The Inefficient Approach (forEach + concat)

const menus = [
  { name: 'Menu1', items: [1, 2] },
  { name: 'Menu2', items: [3, 4] }
];

let allItems = [];
menus.forEach(menu => {
  // This creates a new array on every iteration
  allItems = allItems.concat(menu.items);
});

How Senior Engineers Fix It

Senior engineers prioritize performance and maintainability. They fix this by:

  • Using Built-in Optimizations: They leverage flatMap() because it is semantically correct and optimized by the JavaScript engine (V8, SpiderMonkey, etc.).
  • Avoiding Intermediate Arrays: If flatMap() is not applicable (e.g., complex flattening logic), they use reduce() or a simple for loop with push() to modify an accumulator array in place.
  • Code Reviews: They enforce strict linting rules (e.g., no-loops) or use code review comments to discourage manual array flattening when a standard method exists.

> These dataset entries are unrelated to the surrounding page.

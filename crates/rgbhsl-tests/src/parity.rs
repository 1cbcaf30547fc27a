//! Parity testing framework
//!
//! Compares rgbhsl output against a reference implementation.

use crate::accuracy::{ChannelDiffStats, compare_hsl, compare_rgb};
use rgbhsl_core::{HslColor, RgbColor, hsl_to_rgb, rgb_to_hsl};
use std::fmt;

/// Reference implementation for comparison
#[derive(Debug, Clone, Copy, PartialEq, Eq)]
pub enum Reference {
    /// palette crate sRGB ⇄ HSL
    Palette,
    /// Known answers from `data/reference_colors.json`
    Fixture,
}

impl fmt::Display for Reference {
    fn fmt(&self, f: &mut fmt::Formatter<'_>) -> fmt::Result {
        match self {
            Reference::Palette => write!(f, "palette"),
            Reference::Fixture => write!(f, "fixture"),
        }
    }
}

/// Result of a parity test
#[derive(Debug)]
pub struct ParityResult {
    /// Name of the test
    pub test_name: String,
    /// Reference used
    pub reference: Reference,
    /// Difference statistics
    pub stats: ChannelDiffStats,
    /// Whether the test passed
    pub passed: bool,
}

impl ParityResult {
    /// Check if this result indicates exact match
    pub fn is_exact(&self) -> bool {
        self.stats.is_exact()
    }
}

impl fmt::Display for ParityResult {
    fn fmt(&self, f: &mut fmt::Formatter<'_>) -> fmt::Result {
        write!(
            f,
            "{} vs {}: {} samples, {} differ, max {}, p95 {}, mean {:.4} [{}]",
            self.test_name,
            self.reference,
            self.stats.count,
            self.stats.mismatches,
            self.stats.max,
            self.stats.p95,
            self.stats.mean,
            if self.passed { "PASS" } else { "FAIL" }
        )
    }
}

/// A parity test comparing rgbhsl to a reference implementation
pub struct ParityTest {
    /// Test name
    pub name: String,
    /// Reference implementation
    pub reference: Reference,
    /// Largest allowed per-channel difference
    pub tolerance: u16,
}

impl ParityTest {
    /// Create a new parity test requiring exact agreement
    pub fn new(name: impl Into<String>, reference: Reference) -> Self {
        Self {
            name: name.into(),
            reference,
            tolerance: 0,
        }
    }

    /// Allow up to `tolerance` units of difference per channel
    pub fn with_tolerance(mut self, tolerance: u16) -> Self {
        self.tolerance = tolerance;
        self
    }

    /// Compare RGB → HSL on `inputs`
    pub fn run_rgb_to_hsl(
        &self,
        inputs: &[RgbColor],
        reference: impl Fn(RgbColor) -> HslColor,
    ) -> ParityResult {
        let expected: Vec<HslColor> = inputs.iter().map(|&c| reference(c)).collect();
        let actual: Vec<HslColor> = inputs.iter().map(|&c| rgb_to_hsl(c)).collect();
        self.finish(compare_hsl(&expected, &actual))
    }

    /// Compare HSL → RGB on `inputs`
    pub fn run_hsl_to_rgb(
        &self,
        inputs: &[HslColor],
        reference: impl Fn(HslColor) -> RgbColor,
    ) -> ParityResult {
        let expected: Vec<RgbColor> = inputs.iter().map(|&c| reference(c)).collect();
        let actual: Vec<RgbColor> = inputs.iter().map(|&c| hsl_to_rgb(c)).collect();
        self.finish(compare_rgb(&expected, &actual))
    }

    fn finish(&self, stats: ChannelDiffStats) -> ParityResult {
        ParityResult {
            test_name: self.name.clone(),
            reference: self.reference,
            passed: stats.within(self.tolerance),
            stats,
        }
    }
}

Key Takeaway: Always prefer declarative methods (flatMap, reduce) over imperative loops for data transformation to ensure code clarity and runtime efficiency.

Why Juniors Miss It

Junior developers often miss this optimization due to a lack of deep understanding of JavaScript internals:

  • Focus on Logic, Not Performance: They see forEach + concat as a “working solution” and stop there, without considering the cost of memory allocation.
  • Unfamiliarity with ES6+: They may not know flatMap() exists or understand that it combines mapping and flattening.
  • Misconception about Mutability: They might think concat is efficient because “it looks clean,” not realizing it copies data.
  • Debugging Difficulty: The performance impact is subtle in small datasets (like the example), so they don’t encounter the problem until they work with large-scale data in production.

Key Takeaway: Junior developers often prioritize immediate readability (familiar loops) over long-term performance (optimized native methods), missing the hidden cost of memory allocation.